**** Entries provided
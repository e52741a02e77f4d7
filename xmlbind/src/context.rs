//! Per-traversal binding context.

use std::cell::RefCell;
use std::collections::HashMap;
use std::rc::Rc;

use crate::value::{Object, ObjectRef, Value};

/// Run-scoped auxiliary values, shared by every context of one traversal.
pub type Ambient = Rc<HashMap<String, Value>>;

/// Constructor-argument slots filled while a complex type pre-reads its
/// content.
#[derive(Debug, Clone, Default)]
pub struct Arguments(Rc<RefCell<HashMap<String, Value>>>);

impl Arguments {
    pub fn new() -> Self {
        Self::default()
    }

    /// Stores the value for a constructor parameter. A later value for the
    /// same parameter replaces the earlier one, which is returned.
    pub fn insert(&self, parameter: &str, value: Value) -> Option<Value> {
        self.0.borrow_mut().insert(parameter.to_string(), value)
    }

    fn restore(&self, parameter: String, previous: Option<Value>) {
        let mut slots = self.0.borrow_mut();
        match previous {
            Some(value) => slots.insert(parameter, value),
            None => slots.remove(&parameter),
        };
    }

    pub fn contains(&self, parameter: &str) -> bool {
        self.0.borrow().contains_key(parameter)
    }

    /// Returns the collected values in parameter order. Parameters that were
    /// not read are [`Value::Null`].
    pub fn ordered<S: AsRef<str>>(&self, parameters: &[S]) -> Vec<Value> {
        let slots = self.0.borrow();
        parameters
            .iter()
            .map(|p| slots.get(p.as_ref()).cloned().unwrap_or_default())
            .collect()
    }
}

#[derive(Debug)]
enum Undo {
    /// An object as it was before a field was set.
    Object(ObjectRef, Object),
    /// A constructor slot as it was before it was filled.
    Argument(Arguments, String, Option<Value>),
}

/// Undo log of the changes made while binding.
///
/// Every context of a traversal shares one journal. Binding an attempt that
/// is later abandoned can leave fields set on shared objects; rolling back
/// to the length taken before the attempt restores them.
#[derive(Debug, Clone, Default)]
pub struct Journal(Rc<RefCell<Vec<Undo>>>);

impl Journal {
    pub fn len(&self) -> usize {
        self.0.borrow().len()
    }

    pub fn is_empty(&self) -> bool {
        self.0.borrow().is_empty()
    }

    /// Remembers the state of `object` before one of its fields changes.
    pub(crate) fn record_object(&self, object: &ObjectRef) {
        self.0
            .borrow_mut()
            .push(Undo::Object(object.clone(), object.snapshot()));
    }

    /// Fills an argument slot, remembering what it held.
    pub(crate) fn insert_argument(&self, slots: &Arguments, parameter: &str, value: Value) {
        let previous = slots.insert(parameter, value);
        self.0.borrow_mut().push(Undo::Argument(
            slots.clone(),
            parameter.to_string(),
            previous,
        ));
    }

    /// Undoes every change recorded after the journal had `mark` entries,
    /// newest first.
    pub fn rollback(&self, mark: usize) {
        let undone = {
            let mut entries = self.0.borrow_mut();
            if mark >= entries.len() {
                return;
            }
            entries.split_off(mark)
        };
        for undo in undone.into_iter().rev() {
            match undo {
                Undo::Object(object, before) => object.restore(before),
                Undo::Argument(slots, parameter, previous) => slots.restore(parameter, previous),
            }
        }
    }

    /// Drops all entries once no attempt can be abandoned anymore.
    pub(crate) fn forget(&self) {
        self.0.borrow_mut().clear();
    }
}

/// What a traversal is doing with the content it reads.
#[derive(Debug, Clone, Default)]
pub(crate) enum Mode {
    /// Regular binding.
    #[default]
    Bind,
    /// Constructor pre-read: only argument leaves produce values.
    Collect(Arguments),
    /// Pre-read of content nested in another type: nothing is kept.
    Discard,
}

/// The currently bound value plus the ambient values of the run.
#[derive(Debug, Clone)]
pub struct Context {
    value: Value,
    ambient: Ambient,
    index: Option<usize>,
    mode: Mode,
    journal: Journal,
}

impl Context {
    /// Creates a context with no ambient values.
    pub fn new(value: Value) -> Self {
        Self::with_ambient(value, HashMap::new())
    }

    /// Creates a context with a snapshot of the given ambient values.
    pub fn with_ambient(value: Value, ambient: HashMap<String, Value>) -> Self {
        Context {
            value,
            ambient: Rc::new(ambient),
            index: None,
            mode: Mode::Bind,
            journal: Journal::default(),
        }
    }

    pub fn value(&self) -> &Value {
        &self.value
    }

    pub fn into_value(self) -> Value {
        self.value
    }

    /// Looks up an ambient value.
    pub fn ambient(&self, key: &str) -> Option<&Value> {
        self.ambient.get(key)
    }

    /// Returns the position of the current item when iterating a repeated
    /// element.
    pub fn index(&self) -> Option<usize> {
        self.index
    }

    /// Derives a context for `value`, sharing the ambient values. The index
    /// is not inherited.
    pub fn child(&self, value: Value) -> Context {
        Context {
            value,
            ambient: Rc::clone(&self.ambient),
            index: None,
            mode: self.mode.clone(),
            journal: self.journal.clone(),
        }
    }

    /// Replaces the bound value, keeping everything else.
    pub fn with_value(mut self, value: Value) -> Context {
        self.value = value;
        self
    }

    pub fn with_index(mut self, index: usize) -> Context {
        self.index = Some(index);
        self
    }

    /// Returns true while a constructor pre-read is in progress.
    pub fn is_pre_read(&self) -> bool {
        !matches!(self.mode, Mode::Bind)
    }

    /// Returns the argument slots to fill, during a collecting pre-read.
    pub fn arguments(&self) -> Option<&Arguments> {
        match &self.mode {
            Mode::Collect(arguments) => Some(arguments),
            _ => None,
        }
    }

    /// The undo journal of the traversal.
    pub fn journal(&self) -> &Journal {
        &self.journal
    }

    pub(crate) fn with_mode(mut self, mode: Mode) -> Context {
        self.mode = mode;
        self
    }
}
//! Built-in scalar converters.

use super::Converter;
use crate::error::{Error, Result};
use crate::value::{TypeName, Value};

fn wrong_type(expected: &str, value: &Value) -> Error {
    Error::Validation(format!(
        "expected {} value, found {}",
        expected,
        value.type_name()
    ))
}

/// Passes text through unchanged.
#[derive(Debug, Clone, Copy, Default)]
pub struct StringConverter;

impl Converter for StringConverter {
    fn to_value(&self, text: &str) -> Result<Value> {
        Ok(Value::Text(text.to_string()))
    }

    fn to_text(&self, value: &Value) -> Result<String> {
        match value {
            Value::Text(text) => Ok(text.clone()),
            other => Err(wrong_type(TypeName::STRING, other)),
        }
    }

    fn value_type(&self) -> TypeName {
        TypeName::new(TypeName::STRING)
    }
}

/// Decimal 64-bit integers.
#[derive(Debug, Clone, Copy, Default)]
pub struct IntConverter;

impl Converter for IntConverter {
    fn to_value(&self, text: &str) -> Result<Value> {
        text.trim()
            .parse::<i64>()
            .map(Value::Int)
            .map_err(|e| Error::Validation(format!("{:?} is not an integer: {}", text, e)))
    }

    fn to_text(&self, value: &Value) -> Result<String> {
        match value {
            Value::Int(n) => Ok(n.to_string()),
            other => Err(wrong_type(TypeName::INT, other)),
        }
    }

    fn value_type(&self) -> TypeName {
        TypeName::new(TypeName::INT)
    }
}

/// Floating point numbers.
#[derive(Debug, Clone, Copy, Default)]
pub struct FloatConverter;

impl Converter for FloatConverter {
    fn to_value(&self, text: &str) -> Result<Value> {
        text.trim()
            .parse::<f64>()
            .map(Value::Float)
            .map_err(|e| Error::Validation(format!("{:?} is not a number: {}", text, e)))
    }

    fn to_text(&self, value: &Value) -> Result<String> {
        match value {
            Value::Float(n) => Ok(n.to_string()),
            Value::Int(n) => Ok(n.to_string()),
            other => Err(wrong_type(TypeName::FLOAT, other)),
        }
    }

    fn value_type(&self) -> TypeName {
        TypeName::new(TypeName::FLOAT)
    }
}

/// Lexical booleans: `true`, `false`, `1` and `0`.
#[derive(Debug, Clone, Copy, Default)]
pub struct BoolConverter;

impl Converter for BoolConverter {
    fn to_value(&self, text: &str) -> Result<Value> {
        match text.trim() {
            "true" | "1" => Ok(Value::Bool(true)),
            "false" | "0" => Ok(Value::Bool(false)),
            other => Err(Error::Validation(format!("{:?} is not a boolean", other))),
        }
    }

    fn to_text(&self, value: &Value) -> Result<String> {
        match value {
            Value::Bool(b) => Ok(b.to_string()),
            other => Err(wrong_type(TypeName::BOOL, other)),
        }
    }

    fn value_type(&self) -> TypeName {
        TypeName::new(TypeName::BOOL)
    }
}
mod balance_tests;
mod settlement_tests;

use std::collections::HashMap;

use crate::core::models::group::Group;
use crate::core::models::user::User;
use crate::core::services::DivvyService;
use crate::infrastructure::logging::in_memory::InMemoryLogging;
use crate::infrastructure::notify::in_memory::InMemoryNotifier;
use crate::infrastructure::storage::in_memory::InMemoryStorage;

pub struct TestContext {
    pub service: DivvyService<InMemoryLogging, InMemoryStorage, InMemoryNotifier>,
    pub storage: InMemoryStorage,
    pub notifier: InMemoryNotifier,
}

pub fn create_test_context() -> TestContext {
    let _ = env_logger::try_init();
    let storage = InMemoryStorage::new();
    let logging = InMemoryLogging::new();
    let notifier = InMemoryNotifier::new();
    TestContext {
        service: DivvyService::new(storage.clone(), logging, notifier.clone()),
        storage,
        notifier,
    }
}

/// Two users in one group, the first being the admin.
pub async fn setup_pair(ctx: &TestContext) -> (User, User, Group) {
    let alice = ctx
        .service
        .create_user("Alice".to_string(), "alice@example.com".to_string())
        .await
        .unwrap();
    let bob = ctx
        .service
        .create_user("Bob".to_string(), "bob@example.com".to_string())
        .await
        .unwrap();
    let group = ctx
        .service
        .create_group("Flat".to_string(), vec![bob.id.clone()], &alice.id)
        .await
        .unwrap();
    (alice, bob, group)
}

pub fn shares(entries: &[(&str, f64)]) -> HashMap<String, f64> {
    entries.iter().map(|(id, amount)| (id.to_string(), *amount)).collect()
}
********
Your instructions ▸
After locating the line that contains "not read are", please copy exactly every line from the start of the records through it, and nothing else.

Response to the task ▸
repository e52741a02e77f4d7
filename xmlbind/src/context.rs
//! Per-traversal binding context.

use std::cell::RefCell;
use std::collections::HashMap;
use std::rc::Rc;

use crate::value::{Object, ObjectRef, Value};

/// Run-scoped auxiliary values, shared by every context of one traversal.
pub type Ambient = Rc<HashMap<String, Value>>;

/// Constructor-argument slots filled while a complex type pre-reads its
/// content.
#[derive(Debug, Clone, Default)]
pub struct Arguments(Rc<RefCell<HashMap<String, Value>>>);

impl Arguments {
    pub fn new() -> Self {
        Self::default()
    }

    /// Stores the value for a constructor parameter. A later value for the
    /// same parameter replaces the earlier one, which is returned.
    pub fn insert(&self, parameter: &str, value: Value) -> Option<Value> {
        self.0.borrow_mut().insert(parameter.to_string(), value)
    }

    fn restore(&self, parameter: String, previous: Option<Value>) {
        let mut slots = self.0.borrow_mut();
        match previous {
            Some(value) => slots.insert(parameter, value),
            None => slots.remove(&parameter),
        };
    }

    pub fn contains(&self, parameter: &str) -> bool {
        self.0.borrow().contains_key(parameter)
    }

    /// Returns the collected values in parameter order. Parameters that were
    /// not read are [`Value::Null`].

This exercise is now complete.